INTERVISTA A CURA DI ALESSANDRO BARICCO







Ciao Carlo. Ti va un'intervista sul tuo ultimo libro? Pensavo di farla così, via mail. Mi sembra un bel modo di parlare scrivendo. E poi è lento di una lentezza che mi piace.
"Per me va benissimo, anche a me piace la giusta lentezza".

Allora partiamo. Quant'era che non pubblicavi un romanzo?
"Parecchio... un romanzo vero, intendo. L'ultimo è Un giorno dopo l'altro, che mi sembra sia del 2001. In mezzo c'è stata una raccolta di racconti e altri libri sui misteri d'Italia e delitti vari... Non è che li rinneghi o li ritenga meno importanti, ma quella non è narrativa, che invece è il posto in cui mi sento meglio. Quindi più o meno sette anni, che per uno come me, che pubblicava tanti libri e scriveva in fretta, dovrebbero essere parecchi".
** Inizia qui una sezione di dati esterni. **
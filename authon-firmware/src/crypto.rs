//! Host crypto for boards without provisioned keys
//!
//! Nonces and challenges come from the ring oscillator RNG. Without the
//! shared secret no tag can be computed, so tags are random and every
//! handshake fails closed.

use authon_core::ecc::Certificate;
use authon_core::traits::crypto::{AuthBlock, HostCrypto};
use authon_core::Uid;
use authon_protocol::command::{ECC_CHALLENGE_LEN, ECC_RESPONSE_LEN, HOST_AUTH_LEN};
use embassy_rp::clocks::RoscRng;
use rand_core::RngCore;

pub struct BoardCrypto {
    rng: RoscRng,
}

impl BoardCrypto {
    pub fn new() -> Self {
        Self { rng: RoscRng }
    }

    fn random_block(&mut self) -> AuthBlock {
        let mut block = [0u8; HOST_AUTH_LEN];
        self.random(&mut block);
        block
    }
}

impl HostCrypto for BoardCrypto {
    fn random(&mut self, buf: &mut [u8]) {
        self.rng.fill_bytes(buf);
    }

    fn host_tag(&mut self, _uid: &Uid, _nonce_a: &AuthBlock, _nonce_b: &AuthBlock) -> AuthBlock {
        self.random_block()
    }

    fn expected_device_tag(
        &mut self,
        _uid: &Uid,
        _nonce_a: &AuthBlock,
        _nonce_b: &AuthBlock,
    ) -> AuthBlock {
        self.random_block()
    }

    fn verify_ecc(
        &mut self,
        _certificate: &Certificate,
        _challenge: &[u8; ECC_CHALLENGE_LEN],
        _response: &[u8; ECC_RESPONSE_LEN],
    ) -> bool {
        false
    }
}
//! Single-wire interface drivers

pub mod embedded;
pub mod phy;

#[cfg(test)]
mod mock;

pub use phy::{PhyStats, SwiPhy};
È la tv che ti ha tenuto lontano dal romanzo?
"All'inizio credevo che fosse così e mi seccava parecchio. Non solo per la tivù, anche per altre cose che ho scritto e che ho fatto e che mi tenevano lontano da questo romanzo. Io sono abituato a scrivere in fretta, di getto, dall'inizio alla fine, e non a singhiozzo, come stavo facendo. Poi ho scoperto che non era così. Gli altri impegni mi hanno impedito di scrivere subito e in fretta e ci ho messo il tempo che ci dovevo mettere. Ho letto un sacco di cose. Ho fatto esperimenti. Sono stato in Eritrea tre volte. E quando finalmente ho avuto tutto nella testa, allora ho cominciato a scrivere e ho smesso solo quando è finito il romanzo".

Il romanzo è ambientato all'epoca e nei luoghi dell'Italietta colonialista. Cosa ti attirava di quel momento storico, di quelle persone, e di quei posti?
"Ce l'avevo in testa da un sacco di tempo, non so perché. Sai come succede, magari un film visto, un suono, una cartolina. Poi mi è venuta in mente una scena: un cavaliere con le penne e la lancia, sul costone di un canyon, davanti al sole rosso, e sotto un soldato con la sciabola che gli corre dietro. Potrebbe essere Fort Apache o un film di John Ford, invece, se il cavaliere fosse Galla invece che Sioux, e il soldato un italiano invece di una giacca blu, la scena sarebbe la stessa, ugualmente esotica, ugualmente epica, ugualmente contraddittoria. Mi sono chiesto perché so tutto di Custer a Little Big Horn e niente di Adua, per esempio. Abbiamo anche noi nella nostra storia un Far West che permette di raccontare metafore avventurose. L'Italia coloniale è uno dei nostri Far West...".